Pompeia (flourished 2nd and 1st century BC) was a Roman woman. She was an ancestor of the Roman emperors Augustus, Claudius, Caligula and Nero.

Biography

Early life and background
Pompeia was born and raised into a noble family in Picenum (modern Marche and Abruzzo) a rural district in Northern Italy, off the Adriatic Coast.

Pompeia's mother was a woman called Lucilia. Lucilia's family originated from Suessa Aurunca (modern Sessa Aurunca) and she was a sister of satire poet Gaius Lucilius. Lucilius was a friend of Roman general Scipio Aemilianus Africanus.

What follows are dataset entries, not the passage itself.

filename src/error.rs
//! Error types for birdfuse.

/// Result type alias for birdfuse operations.
pub type Result<T> = std::result::Result<T, Error>;

/// Top-level error type for birdfuse.
#[derive(Debug, thiserror::Error)]
pub enum Error {
    /// I/O operation failed.
    #[error("I/O error: {0}")]
    Io(#[from] std::io::Error),

    /// Configuration directory could not be determined.
    #[error("could not determine configuration directory for this platform")]
    ConfigDirNotFound,

    /// Data directory could not be determined.
    #[error("could not determine data directory for this platform")]
    DataDirNotFound,

    /// Failed to read configuration file.
    #[error("failed to read config file '{path}'")]
    ConfigRead {
        /// Path to the config file.
        path: std::path::PathBuf,
        /// Underlying I/O error.
        #[source]
        source: std::io::Error,
    },

    /// Failed to parse configuration file.
    #[error("failed to parse config file '{path}'")]
    ConfigParse {
        /// Path to the config file.
        path: std::path::PathBuf,
        /// Underlying parse error.
        #[source]
        source: toml::de::Error,
    },

    /// Configuration validation failed.
    #[error("configuration validation failed: {message}")]
    ConfigValidation {
        /// Description of the validation failure.
        message: String,
    },

    /// Failed to write configuration file.
    #[error("failed to write config file '{path}'")]
    ConfigWrite {
        /// Path to the config file.
        path: std::path::PathBuf,
        /// Underlying I/O error.
        #[source]
        source: std::io::Error,
    },

    /// Failed to serialize configuration.
    #[error("failed to serialize config")]
    ConfigSerialize {
        /// Underlying serialization error.
        #[source]
        source: toml::ser::Error,
    },

    /// A detection event was rejected at the ingest boundary.
    #[error("invalid {kind} event: {message}")]
    InvalidEvent {
        /// Event kind (`visual` or `audio`).
        kind: &'static str,
        /// Description of the problem.
        message: String,
    },

    /// Command-line arguments are inconsistent.
    #[error("invalid arguments: {message}")]
    InvalidArgument {
        /// Description of the problem.
        message: String,
    },

    /// Failed to open an event stream.
    #[error("failed to open event stream '{path}'")]
    EventStreamOpen {
        /// Path to the stream.
        path: std::path::PathBuf,
        /// Underlying I/O error.
        #[source]
        source: std::io::Error,
    },

    /// Database operation failed.
    #[error("database error: {0}")]
    Database(#[from] rusqlite::Error),

    /// Failed to open the database.
    #[error("failed to open database '{path}'")]
    DatabaseOpen {
        /// Path to the database file.
        path: std::path::PathBuf,
        /// Underlying database error.
        #[source]
        source: rusqlite::Error,
    },

    /// Schema migration failed.
    #[error("schema migration failed: {message}")]
    Migration {
        /// Description of the failure.
        message: String,
    },

    /// Database is locked by another correlator process.
    #[error("database is locked by another process: {path}")]
    StoreLocked {
        /// Path to the lock file.
        path: std::path::PathBuf,
    },

    /// Failed to create lock file.
    #[error("failed to create lock file '{path}'")]
    LockCreate {
        /// Path to the lock file.
        path: std::path::PathBuf,
        /// Underlying I/O error.
        #[source]
        source: std::io::Error,
    },

    /// Failed to remove lock file.
    #[error("failed to remove lock file '{path}'")]
    LockRemove {
        /// Path to the lock file.
        path: std::path::PathBuf,
        /// Underlying I/O error.
        #[source]
        source: std::io::Error,
    },

    /// Failed to write a dead-letter record.
    #[error("failed to write dead-letter file '{path}'")]
    DeadLetterWrite {
        /// Path to the dead-letter file.
        path: std::path::PathBuf,
        /// Underlying I/O error.
        #[source]
        source: std::io::Error,
    },

    /// Failed to write CSV output.
    #[error("failed to write CSV output '{path}'")]
    CsvWrite {
        /// Path to the CSV file.
        path: std::path::PathBuf,
        /// Underlying CSV error.
        #[source]
        source: csv::Error,
    },

    /// Failed to serialize JSON.
    #[error("failed to serialize JSON")]
    JsonSerialize {
        /// Underlying serialization error.
        #[source]
        source: serde_json::Error,
    },

    /// Writer thread went away while records were still being sent.
    #[error("sink writer channel closed unexpectedly")]
    WriterChannelClosed,

    /// Internal error (for unexpected failures).
    #[error("internal error: {message}")]
    Internal {
        /// Error message.
        message: String,
    },
}

impl Error {
    /// Build an [`Error::InvalidEvent`] for a visual event.
    pub fn invalid_visual(message: impl Into<String>) -> Self {
        Self::InvalidEvent {
            kind: "visual",
            message: message.into(),
        }
    }

    /// Build an [`Error::InvalidEvent`] for an audio event.
    pub fn invalid_audio(message: impl Into<String>) -> Self {
        Self::InvalidEvent {
            kind: "audio",
            message: message.into(),
        }
    }
}
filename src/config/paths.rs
//! Platform-specific configuration and data paths.

use crate::constants::{APP_NAME, DATABASE_FILE_NAME};
use crate::error::{Error, Result};
use directories::ProjectDirs;
use std::path::PathBuf;

fn project_dirs() -> Option<ProjectDirs> {
    ProjectDirs::from("", "", APP_NAME)
}

/// Get the configuration directory for the current platform.
///
/// - Linux: `~/.config/birdfuse/`
/// - macOS: `~/Library/Application Support/birdfuse/`
/// - Windows: `%APPDATA%\birdfuse\`
pub fn config_dir() -> Result<PathBuf> {
    project_dirs()
        .map(|dirs| dirs.config_dir().to_path_buf())
        .ok_or(Error::ConfigDirNotFound)
}

/// Get the full path to the config file.
pub fn config_file_path() -> Result<PathBuf> {
    Ok(config_dir()?.join("config.toml"))
}

/// Get the data directory holding the database and dead-letter file.
///
/// - Linux: `~/.local/share/birdfuse/`
/// - macOS: `~/Library/Application Support/birdfuse/`
/// - Windows: `%APPDATA%\birdfuse\data\`
pub fn data_dir() -> Result<PathBuf> {
    project_dirs()
        .map(|dirs| dirs.data_dir().to_path_buf())
        .ok_or(Error::DataDirNotFound)
}

/// Default database location when none is configured.
pub fn default_database_path() -> Result<PathBuf> {
    Ok(data_dir()?.join(DATABASE_FILE_NAME))
}

#[cfg(test)]
#[allow(clippy::unwrap_used)]
mod tests {
    use super::*;

    #[test]
    fn test_config_dir_returns_path() {
        let path = config_dir().unwrap();
        assert!(path.to_string_lossy().contains("birdfuse"));
    }

    #[test]
    fn test_config_file_path_ends_with_toml() {
        let path = config_file_path().unwrap();
        assert!(path.to_string_lossy().ends_with("config.toml"));
    }

    #[test]
    fn test_default_database_path_in_data_dir() {
        let path = default_database_path().unwrap();
        assert!(path.starts_with(data_dir().unwrap()));
        assert!(path.ends_with(DATABASE_FILE_NAME));
    }
}
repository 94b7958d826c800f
//! Schema migrations keyed on `PRAGMA user_version`.

use crate::error::{Error, Result};
use rusqlite::{Connection, Transaction};
use tracing::info;

const CURRENT_SCHEMA_VERSION: i32 = 1;

/// Bring the schema up to [`CURRENT_SCHEMA_VERSION`] in one transaction.
pub fn run_migrations(conn: &mut Connection) -> Result<()> {
    let mut version: i32 = conn.pragma_query_value(None, "user_version", |row| row.get(0))?;

    if version > CURRENT_SCHEMA_VERSION {
        return Err(Error::Migration {
            message: format!(
                "database version ({version}) is newer than supported schema ({CURRENT_SCHEMA_VERSION})"
            ),
        });
    }

    if version == CURRENT_SCHEMA_VERSION {
        return Ok(());
    }

    let tx = conn.transaction()?;
    while version < CURRENT_SCHEMA_VERSION {
        let next_version = version + 1;
        apply_migration(&tx, next_version)?;
        info!("Applied schema migration v{next_version}");
        version = next_version;
    }

    tx.pragma_update(None, "user_version", CURRENT_SCHEMA_VERSION)?;
    tx.commit()?;
    Ok(())
}

fn apply_migration(tx: &Transaction<'_>, version: i32) -> Result<()> {
    let sql = match version {
        1 => include_str!("schemas/schema_v1.sql"),
        _ => {
            return Err(Error::Migration {
                message: format!("unknown migration target version: {version}"),
            });
        }
    };

    tx.execute_batch(sql).map_err(|e| Error::Migration {
        message: format!("migration to version {version} failed: {e}"),
    })
}
//! CLI argument definitions.

use super::validators::{parse_confidence, parse_date, parse_duration, parse_window};
use crate::correlate::FusionPolicy;
use chrono::NaiveDate;
use clap::{Args, Parser, Subcommand};
use std::path::PathBuf;
use std::time::Duration;

/// Correlate camera and microphone bird detections into confirmed sightings.
#[derive(Debug, Parser)]
#[command(name = "birdfuse")]
#[command(author, version, about, long_about = None)]
pub struct Cli {
    /// Subcommand to run.
    #[command(subcommand)]
    pub command: Command,

    /// Increase verbosity (-v: debug, -vv: trace).
    #[arg(short, long, global = true, action = clap::ArgAction::Count)]
    pub verbose: u8,

    /// Only log warnings and errors, hide progress.
    #[arg(short, long, global = true)]
    pub quiet: bool,

    /// Database file (overrides config).
    #[arg(long, global = true, env = "BIRDFUSE_DB")]
    pub db: Option<PathBuf>,
}

/// Available subcommands.
#[derive(Debug, Subcommand)]
pub enum Command {
    /// Correlate visual and audio event streams and store the results.
    Ingest(IngestArgs),
    /// Show per-species daily statistics.
    Stats(StatsArgs),
    /// Show the chronological detection feed of one day.
    Today(TodayArgs),
    /// List the most recent correlated sightings.
    Sightings(SightingsArgs),
    /// Print the daily digest.
    Digest(DigestArgs),
    /// Export correlated sightings as an eBird record-format CSV.
    ExportEbird(ExportArgs),
    /// Delete data older than the retention period.
    Prune(PruneArgs),
    /// Manage configuration.
    Config {
        /// Configuration action to perform.
        #[command(subcommand)]
        action: ConfigAction,
    },
}

/// Config subcommand actions.
#[derive(Debug, Clone, Copy, Subcommand)]
pub enum ConfigAction {
    /// Create default configuration file.
    Init,
    /// Display current configuration.
    Show,
    /// Print configuration file path.
    Path,
}

/// Arguments for the ingest command.
#[derive(Debug, Args)]
pub struct IngestArgs {
    /// Visual events, one JSON object per line (`-` for stdin).
    #[arg(long, env = "BIRDFUSE_VISUAL")]
    pub visual: PathBuf,

    /// Audio events, one JSON object per line (`-` for stdin).
    #[arg(long, env = "BIRDFUSE_AUDIO")]
    pub audio: PathBuf,

    /// Correlation window in seconds.
    #[arg(short, long, value_parser = parse_window, env = "BIRDFUSE_WINDOW")]
    pub window: Option<f64>,

    /// Minimum confidence for audio detections to be matched (0.0-1.0).
    #[arg(long, value_parser = parse_confidence, env = "BIRDFUSE_AUDIO_MIN_CONFIDENCE")]
    pub audio_min_confidence: Option<f32>,

    /// Drop visual events below this confidence (0.0-1.0).
    #[arg(long, value_parser = parse_confidence, env = "BIRDFUSE_VISUAL_THRESHOLD")]
    pub visual_threshold: Option<f32>,

    /// Fused confidence policy.
    #[arg(long, value_enum, env = "BIRDFUSE_FUSION")]
    pub fusion: Option<FusionPolicy>,

    /// Hide progress spinners.
    #[arg(long)]
    pub no_progress: bool,

    /// Remove locks older than this duration (e.g., 1h, 30m).
    #[arg(long, value_parser = parse_duration)]
    pub stale_lock_timeout: Option<Duration>,
}

/// Arguments for the stats command.
#[derive(Debug, Args)]
pub struct StatsArgs {
    /// Single day to show (default: the last `--days` days).
    #[arg(long, value_parser = parse_date, conflicts_with = "days")]
    pub date: Option<NaiveDate>,

    /// Number of days to show, today included.
    #[arg(long, value_parser = clap::value_parser!(u32).range(1..))]
    pub days: Option<u32>,

    /// Print JSON instead of tables.
    #[arg(long)]
    pub json: bool,
}

/// Arguments for the today command.
#[derive(Debug, Args)]
pub struct TodayArgs {
    /// Day to show (default: today, UTC).
    #[arg(long, value_parser = parse_date)]
    pub date: Option<NaiveDate>,

    /// Print JSON instead of text.
    #[arg(long)]
    pub json: bool,
}

/// Arguments for the sightings command.
#[derive(Debug, Args)]
pub struct SightingsArgs {
    /// Maximum number of sightings to list.
    #[arg(short = 'n', long)]
    pub limit: Option<usize>,

    /// Print JSON instead of text.
    #[arg(long)]
    pub json: bool,
}

/// Arguments for the digest command.
#[derive(Debug, Args)]
pub struct DigestArgs {
    /// Day to summarize (default: today, UTC).
    #[arg(long, value_parser = parse_date)]
    pub date: Option<NaiveDate>,

    /// Write the digest to this file instead of stdout.
    #[arg(short, long)]
    pub output: Option<PathBuf>,
}

/// Arguments for the export-ebird command.
#[derive(Debug, Args)]
pub struct ExportArgs {
    /// First day to export.
    #[arg(long, value_parser = parse_date, conflicts_with = "days")]
    pub start: Option<NaiveDate>,

    /// Last day to export, inclusive (default: today, UTC).
    #[arg(long, value_parser = parse_date)]
    pub end: Option<NaiveDate>,

    /// Export the last N days, today included.
    #[arg(long, value_parser = clap::value_parser!(u32).range(1..))]
    pub days: Option<u32>,

    /// Output file (default: stdout).
    #[arg(short, long)]
    pub output: Option<PathBuf>,

    /// Disable UTF-8 BOM in CSV output.
    #[arg(long)]
    pub no_csv_bom: bool,
}

/// Arguments for the prune command.
#[derive(Debug, Args)]
pub struct PruneArgs {
    /// Delete data older than this many days (default: `storage.retention_days`).
    #[arg(long, value_parser = clap::value_parser!(u32).range(1..))]
    pub older_than_days: Option<u32>,
}
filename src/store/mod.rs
//! Persistence of detections, sightings and daily statistics.

mod migrations;
mod retry;
mod sqlite;
mod writer;

pub use retry::{DeadLetter, RetryPolicy};
pub use sqlite::{PruneSummary, SqliteStore};
pub use writer::{SinkWriter, WriterStats};

use crate::detection::{AudioDetection, CorrelatedSighting, DetectionRecord, VisualDetection};
use crate::error::Result;

/// Destination for detection records.
///
/// Every insert is idempotent on the record `id` and returns whether a new
/// row was written. Implementations update daily statistics in the same
/// transaction as the row itself.
pub trait DetectionSink: Send + Sync {
    /// Store a visual detection.
    fn insert_visual(&self, detection: &VisualDetection) -> Result<bool>;

    /// Store an audio detection.
    fn insert_audio(&self, detection: &AudioDetection) -> Result<bool>;

    /// Store a correlated sighting.
    ///
    /// A sighting reusing an already consumed audio or visual detection is
    /// ignored like a duplicate.
    fn insert_sighting(&self, sighting: &CorrelatedSighting) -> Result<bool>;

    /// Store any record kind.
    fn insert_record(&self, record: &DetectionRecord) -> Result<bool> {
        match record {
            DetectionRecord::Visual(v) => self.insert_visual(v),
            DetectionRecord::Audio(a) => self.insert_audio(a),
            DetectionRecord::Correlated(s) => self.insert_sighting(s),
        }
    }
}
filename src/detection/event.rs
//! Wire-format events from the visual and audio producers.
//!
//! Raw events mirror the JSON payloads one-to-one. `TryFrom` conversions
//! validate them into [`VisualDetection`] / [`AudioDetection`]; anything
//! malformed is rejected here, before it can reach the correlation window.

use super::types::{AudioDetection, VisualDetection, new_id};
use crate::constants::confidence;
use crate::error::{Error, Result};
use chrono::{DateTime, NaiveDateTime, TimeZone, Utc};
use serde::Deserialize;

/// Timestamp as either epoch seconds or an ISO-8601 string.
#[derive(Debug, Clone, Deserialize)]
#[serde(untagged)]
pub enum RawTimestamp {
    /// Seconds since the Unix epoch.
    Epoch(f64),
    /// ISO-8601 / RFC 3339 text. A missing offset means UTC.
    Text(String),
}

impl RawTimestamp {
    /// Resolve to a UTC timestamp.
    pub fn to_utc(&self) -> Option<DateTime<Utc>> {
        match self {
            Self::Epoch(secs) => epoch_to_utc(*secs),
            Self::Text(text) => parse_timestamp(text),
        }
    }
}

/// One ranked candidate from the visual species classifier.
#[derive(Debug, Clone, Deserialize)]
pub struct RankedSpecies {
    /// Classifier label.
    pub name: String,
    /// Candidate confidence.
    pub confidence: f32,
}

/// Species field of a visual event: a single label or a ranked list.
#[derive(Debug, Clone, Deserialize)]
#[serde(untagged)]
pub enum RawSpecies {
    /// Single label.
    Label(String),
    /// Ranked candidates, best first.
    Ranked(Vec<RankedSpecies>),
}

/// Visual detection as published by the camera pipeline.
#[derive(Debug, Clone, Deserialize)]
pub struct RawVisualEvent {
    /// Producer-assigned identifier.
    #[serde(default)]
    pub id: Option<String>,
    /// Capture time.
    pub timestamp: Option<RawTimestamp>,
    /// Species label or ranked candidates.
    #[serde(alias = "species_label", alias = "label")]
    pub species: Option<RawSpecies>,
    /// Confidence of the top label.
    #[serde(default)]
    pub confidence: Option<f32>,
    /// Stored crop or frame.
    #[serde(default, alias = "image")]
    pub image_path: Option<String>,
}

/// Audio detection as published by the call recognizer.
#[derive(Debug, Clone, Deserialize)]
pub struct RawAudioEvent {
    /// Producer-assigned identifier.
    #[serde(default)]
    pub id: Option<String>,
    /// Start of the analyzed window.
    pub timestamp: Option<RawTimestamp>,
    /// Common name.
    #[serde(default)]
    pub common_name: Option<String>,
    /// Scientific name.
    #[serde(default, alias = "species")]
    pub scientific_name: Option<String>,
    /// Recognition confidence.
    pub confidence: Option<f32>,
    /// Stored audio clip.
    #[serde(default)]
    pub audio_path: Option<String>,
    /// Producer tag.
    #[serde(default)]
    pub source: Option<String>,
}

impl TryFrom<RawVisualEvent> for VisualDetection {
    type Error = Error;

    fn try_from(raw: RawVisualEvent) -> Result<Self> {
        let timestamp = raw
            .timestamp
            .as_ref()
            .ok_or_else(|| Error::invalid_visual("missing timestamp"))?;
        let timestamp = timestamp
            .to_utc()
            .ok_or_else(|| Error::invalid_visual(format!("unparseable timestamp {timestamp:?}")))?;

        let (species, ranked_confidence) = match raw.species {
            Some(RawSpecies::Label(label)) => (label, None),
            Some(RawSpecies::Ranked(candidates)) => {
                let top = candidates
                    .into_iter()
                    .max_by(|a, b| a.confidence.total_cmp(&b.confidence))
                    .ok_or_else(|| Error::invalid_visual("empty species candidate list"))?;
                (top.name, Some(top.confidence))
            }
            None => return Err(Error::invalid_visual("missing species")),
        };

        let species = species.trim().to_string();
        if species.is_empty() {
            return Err(Error::invalid_visual("empty species label"));
        }

        let confidence = raw
            .confidence
            .or(ranked_confidence)
            .ok_or_else(|| Error::invalid_visual("missing confidence"))?;
        validate_confidence(confidence).map_err(Error::invalid_visual)?;

        Ok(Self {
            id: resolve_id(raw.id),
            timestamp,
            species,
            confidence,
            image_path: raw.image_path.filter(|p| !p.trim().is_empty()),
        })
    }
}

impl TryFrom<RawAudioEvent> for AudioDetection {
    type Error = Error;

    fn try_from(raw: RawAudioEvent) -> Result<Self> {
        let timestamp = raw
            .timestamp
            .as_ref()
            .ok_or_else(|| Error::invalid_audio("missing timestamp"))?;
        let timestamp = timestamp
            .to_utc()
            .ok_or_else(|| Error::invalid_audio(format!("unparseable timestamp {timestamp:?}")))?;

        let common_name = raw.common_name.map(|s| s.trim().to_string()).unwrap_or_default();
        let scientific_name = raw
            .scientific_name
            .map(|s| s.trim().to_string())
            .unwrap_or_default();
        if common_name.is_empty() && scientific_name.is_empty() {
            return Err(Error::invalid_audio("empty species"));
        }

        let confidence = raw
            .confidence
            .ok_or_else(|| Error::invalid_audio("missing confidence"))?;
        validate_confidence(confidence).map_err(Error::invalid_audio)?;

        Ok(Self {
            id: resolve_id(raw.id),
            timestamp,
            // Either name can stand in for the other when the producer only sent one.
            common_name: if common_name.is_empty() {
                scientific_name.clone()
            } else {
                common_name.clone()
            },
            scientific_name: if scientific_name.is_empty() {
                common_name
            } else {
                scientific_name
            },
            confidence,
            audio_path: raw.audio_path.filter(|p| !p.trim().is_empty()),
            source: raw.source,
        })
    }
}

/// Parse one NDJSON line into a validated visual detection.
pub fn parse_visual_line(line: &str) -> Result<VisualDetection> {
    let raw: RawVisualEvent = serde_json::from_str(line)
        .map_err(|e| Error::invalid_visual(format!("malformed JSON: {e}")))?;
    raw.try_into()
}

/// Parse one NDJSON line into a validated audio detection.
pub fn parse_audio_line(line: &str) -> Result<AudioDetection> {
    let raw: RawAudioEvent = serde_json::from_str(line)
        .map_err(|e| Error::invalid_audio(format!("malformed JSON: {e}")))?;
    raw.try_into()
}

/// Parse an ISO-8601 timestamp; naive timestamps are taken as UTC.
pub fn parse_timestamp(text: &str) -> Option<DateTime<Utc>> {
    let text = text.trim();
    if let Ok(dt) = DateTime::parse_from_rfc3339(text) {
        return Some(dt.with_timezone(&Utc));
    }

    ["%Y-%m-%dT%H:%M:%S%.f", "%Y-%m-%d %H:%M:%S%.f"]
        .iter()
        .find_map(|fmt| NaiveDateTime::parse_from_str(text, fmt).ok())
        .map(|naive| Utc.from_utc_datetime(&naive))
}

#[allow(clippy::cast_possible_truncation)]
fn epoch_to_utc(secs: f64) -> Option<DateTime<Utc>> {
    if !secs.is_finite() {
        return None;
    }
    let micros = (secs * 1e6).round();
    if micros.abs() > i64::MAX as f64 {
        return None;
    }
    DateTime::from_timestamp_micros(micros as i64)
}

fn validate_confidence(value: f32) -> std::result::Result<(), String> {
    if value.is_nan() || !(confidence::MIN..=confidence::MAX).contains(&value) {
        return Err(format!(
            "confidence must be between {} and {}, got {value}",
            confidence::MIN,
            confidence::MAX
        ));
    }
    Ok(())
}

fn resolve_id(id: Option<String>) -> String {
    id.map(|s| s.trim().to_string())
        .filter(|s| !s.is_empty())
        .unwrap_or_else(new_id)
}
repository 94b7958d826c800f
//! Calendar and timestamp helpers.
//!
//! Statistics are keyed by UTC calendar date and timestamps are stored as
//! fixed-width RFC 3339 strings so that text order equals time order.

use chrono::{DateTime, Days, NaiveDate, NaiveTime, SecondsFormat, Utc};

/// Current UTC calendar date.
pub fn today_utc() -> NaiveDate {
    Utc::now().date_naive()
}

/// Half-open UTC range `[start, end)` covering one calendar date.
pub fn day_bounds(date: NaiveDate) -> (DateTime<Utc>, DateTime<Utc>) {
    let start = date.and_time(NaiveTime::MIN).and_utc();
    let end = date
        .checked_add_days(Days::new(1))
        .map_or(DateTime::<Utc>::MAX_UTC, |next| next.and_time(NaiveTime::MIN).and_utc());
    (start, end)
}

/// Date `days` before `date`, saturating at the earliest representable date.
pub fn days_before(date: NaiveDate, days: u32) -> NaiveDate {
    date.checked_sub_days(Days::new(u64::from(days)))
        .unwrap_or(NaiveDate::MIN)
}

/// Storage form of a timestamp: `2025-05-01T06:12:03.250000Z`.
pub fn to_storage(ts: DateTime<Utc>) -> String {
    ts.to_rfc3339_opts(SecondsFormat::Micros, true)
}

/// Parse a timestamp written by [`to_storage`].
pub fn from_storage(text: &str) -> Option<DateTime<Utc>> {
    DateTime::parse_from_rfc3339(text)
        .ok()
        .map(|dt| dt.with_timezone(&Utc))
}

/// Storage form of a calendar date: `2025-05-01`.
pub fn date_key(date: NaiveDate) -> String {
    date.format("%Y-%m-%d").to_string()
}

/// Parse a `YYYY-MM-DD` date.
pub fn parse_date(text: &str) -> Option<NaiveDate> {
    NaiveDate::parse_from_str(text.trim(), "%Y-%m-%d").ok()
}
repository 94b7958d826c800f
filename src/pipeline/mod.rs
//! Event ingestion pipeline.

mod ingest;

pub use ingest::{EventSource, IngestOptions, IngestSummary, StreamSummary, ingest};
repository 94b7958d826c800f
//! Shared helpers.

pub mod date;
//! Single-writer locking of the detection database.

mod store_lock;

pub use store_lock::{LockInfo, StoreLock, cleanup_all_locks};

Her paternal grandfather was Gnaeus Pompeius, while her father was Sextus Pompeius. Pompeia had two elder brothers Sextus Pompeius and Gnaeus Pompeius Strabo. Through Strabo, she was a paternal aunt to triumvir Pompey and his sister Pompeia.

Marriage
Pompeia married Marcus Atius Balbus (148 BC-87 BC), a senator of plebs status from Aricia (modern Ariccia). Pompeia and Balbus had a son a younger Marcus Atius Balbus in 105 BC. Her son married Julia Minor, the younger of two sisters of dictator Gaius Julius Caesar. The younger Balbus and Julia had three daughters. Among Pompeia's descendants was the first Roman Emperor Augustus as well as all the following Julio-Claudian emperors except Tiberius.

See also 
 List of Roman women
 Women in ancient Rome

References

Sources 
 Suetonius - The Lives of the Twelve Caesars - Augustus
 Microsoft Encarta Encyclopaedia 2002

External links
 https://web.archive.org/web/20080503112904/http://www.ancientlibrary.com/smith-bio/1930.html
 http://www.ancientlibrary.com/smith-bio/2808.html
 http://www.romansonline.com/Persns.asp?IntID=664&Ename=Pompeia

2nd-century BC births
Year of death missing
2nd-century BC Roman women
1st-century BC Roman women
1st-century BC Romans
Pompeii (Romans)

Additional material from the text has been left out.